Dr. Michelle R. Howard-Vital, 65, the former president of Cheyney University, where she lived and worked for seven years, died Tuesday, Aug. 21, of cancer at Duke Regional Hospital near her home in Durham, N.C.
Dr. Howard-Vital served for more than 30 years as a leader of universities in Illinois, North Carolina, Pennsylvania, and Florida.
She started at age 22 as an English instructor at the College Without Walls at Central YMCA Community College in Chicago. She loved teaching. "I cannot believe they are paying me so much – $10,000 – to have so much fun," she told her family.
From 2007 to 2014, Dr. Howard-Vital was president of Cheyney, the oldest historically black college in the country. It's known for giving inner-city students a chance to attend college. More than half its students are Philadelphians.
Under Dr. Howard-Vital's tenure, Cheyney opened its first residence hall in three decades and refurbished Humphreys Hall, the oldest building on campus, for use as a dormitory. She oversaw completion of a $22 million science center and planetarium.
Dr. Howard-Vital actively promoted Cheyney's brand on social media. She tweeted and developed a monthly digital newsletter and a presence on YouTube, Facebook, and Instagram. She posted on her President's Blog from April 2008 until May 2014.
In addition, she hosted public forums with speakers such as poet Maya Angelou, movie director Spike Lee, college professor Cornel West, novelist Alice Walker, and political activist and author Angela Davis.
"These speakers were brought to the campus to engage the students and community in academic dialogue," her family said.
But Dr. Howard-Vital faced some rough going when she took over in July 2007. Like many historically black colleges and universities, Cheyney had struggled for years with low enrollment and financial deficits. When she started there, the deficit was between $4 million and $6 million, Robert W. Bogle, head of the school's council of trustees, told the Inquirer, and by September 2013, it had risen to $14 million.
The school, which is state-supported, struggled to get its share of a diminishing pool of public money. Less than a year into her presidency, she faced allegations of mismanaging finances, and the support-staff union called for her ouster at a rally.
Asked whether he thought Dr. Howard-Vital was responsible for the growth in the deficit, Bogle said: "Some of it, yes. Some of it, no."
Geri R. Vital, her husband, said that what others saw as fiscal mismanagement was poor bookkeeping. "Poor records were kept, and it was difficult to charge the students appropriately for what they owed," he said. "Because of that, the budget suffered.
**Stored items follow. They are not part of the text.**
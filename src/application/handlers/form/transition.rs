//! Step selection: where a form goes after each directive.

use tracing::debug;

use super::errors::FormFault;
use crate::domain::form::{FormOptions, FormState, NextStep, StepPhase};
use crate::domain::foundation::FormData;
use crate::domain::step::Step;

fn index_of(steps: &[Step], name: &str) -> Option<usize> {
    steps.iter().position(|step| step.name() == name)
}

fn is_open(phase: StepPhase) -> bool {
    matches!(phase, StepPhase::Ready | StepPhase::Responding)
}

fn has_value(step: &Step, data: &FormData) -> bool {
    step.field().map_or(false, |field| !field.is_unknown(data))
}

/// Keeps the names that are active, or unknown so that moving to them fails.
pub fn active_steps(steps: &[Step], data: &FormData, names: &[String]) -> Vec<String> {
    names
        .iter()
        .filter(|name| index_of(steps, name).map_or(true, |index| steps[index].is_active(data)))
        .cloned()
        .collect()
}

/// Applies `next` to `state`, returning whether there is a step to run.
///
/// `next` may be rewritten: to `Complete` when nothing is left, to `Quit`
/// when going back runs out of history, or to `Next` when a named target
/// is inactive.
pub fn advance(
    steps: &[Step],
    data: &FormData,
    state: &mut FormState,
    next: &mut NextStep,
    options: FormOptions,
) -> Result<bool, FormFault> {
    if let NextStep::Named(names) = next {
        let names = active_steps(steps, data, names);
        *next = if names.is_empty() {
            NextStep::Next
        } else {
            NextStep::Named(names)
        };
    }
    if !next.is_choice() {
        state.next = None;
    }

    match next.clone() {
        NextStep::Complete | NextStep::Quit => Ok(false),
        NextStep::Reset => {
            state.reset();
            Ok(true)
        }
        NextStep::Named(names) if names.len() > 1 => {
            if let Some(unknown) = names.iter().find(|name| index_of(steps, name).is_none()) {
                return Err(FormFault::StepOutOfRange(unknown.clone()));
            }
            Ok(true)
        }
        NextStep::Named(names) => {
            let name = names.into_iter().next().unwrap_or_default();
            let index = index_of(steps, &name).ok_or(FormFault::StepOutOfRange(name))?;
            move_to(steps, data, state, index);
            Ok(true)
        }
        NextStep::Previous => {
            let found = previous(steps, data, state);
            if !found {
                *next = NextStep::Quit;
            }
            Ok(found)
        }
        NextStep::Next => {
            let found = forward(steps, data, state, options);
            if !found {
                *next = NextStep::Complete;
            }
            Ok(found)
        }
    }
}
//! Form storage configuration

use serde::Deserialize;
use std::path::PathBuf;

use super::error::ValidationError;

/// Where in-progress forms are kept between turns
#[derive(Debug, Clone, Deserialize)]
pub struct StorageConfig {
    #[serde(default)]
    pub backend: StorageBackend,

    /// Root directory for the file backend
    #[serde(default = "default_path")]
    pub path: PathBuf,
}

/// Storage backend
#[derive(Debug, Clone, Copy, Deserialize, PartialEq, Eq, Default)]
#[serde(rename_all = "lowercase")]
pub enum StorageBackend {
    #[default]
    Memory,
    File,
}

impl StorageConfig {
    /// Validate storage configuration
    pub fn validate(&self) -> Result<(), ValidationError> {
        if self.backend == StorageBackend::File && self.path.as_os_str().is_empty() {
            return Err(ValidationError::MissingRequired("STORAGE__PATH"));
        }
        Ok(())
    }
}

impl Default for StorageConfig {
    fn default() -> Self {
        Self {
            backend: StorageBackend::default(),
            path: default_path(),
        }
    }
}

fn default_path() -> PathBuf {
    PathBuf::from("./data/forms")
}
These issues were set in motion long before she got there, and the people who recruited her did not tell her about them."
He also said his wife ran into trouble with a union after she insisted that the rank and file put in a full day's work. Its members had fallen into the habit of working short days, he said.
After speaking with university officials, Dr. Howard-Vital decided to retire in July 2014. "Biblical scholars say the number 7 in the Bible signifies completion," she said as the retirement was announced. "My last day will come on my seventh anniversary. Cheyney University has been a challenging and rewarding experience that I will cherish. I leave knowing that I've accomplished much to benefit the university."
She moved to North Carolina to pursue personal projects but wasn't idle long. In 2016, she became provost at Florida Memorial University in Miami Gardens. A year later, she was appointed interim president. She held the post until health problems forced her to step down late last year.
Born in Chicago to Dolores Elizabeth and Robert Howard, Dr. Howard-Vital graduated from Cathedral High School. She earned a bachelor's degree in English literature and a master's degree in English teaching from the University of Chicago. She earned a doctorate in public policy from the University of Illinois at Chicago.
Dr. Howard-Vital served as interim chancellor at Winston-Salem State University and associate vice president for academic affairs at the University of North Carolina-Chapel Hill. She held top posts at the University of North Carolina at Wilmington, Edinboro University in Edinboro, Pa., Chicago State University, and Harold Washington College in Chicago.
She received numerous awards, including the 2012 Women of Distinction Award given by the Philadelphia Business Journal.
Dr. Howard-Vital authored many professional papers. Her last writing was done with her daughter, Madelyn G. Vital, for an anthology, Michelle Obama's Impact on African American Women and Girls, published earlier this year by Palgrave Macmillan.
She was a member of the American Council on Education, the American Association of State Colleges and Universities, and The Links Inc., a volunteer service organization for women of color.
Dr. Howard-Vital enjoyed reading, blogging, traveling, interior design, and mentoring younger leaders.
Besides her husband and daughter, she is survived by a stepson, Gabriel M. Priester; a brother; and a sister.
Plans for memorial services are pending.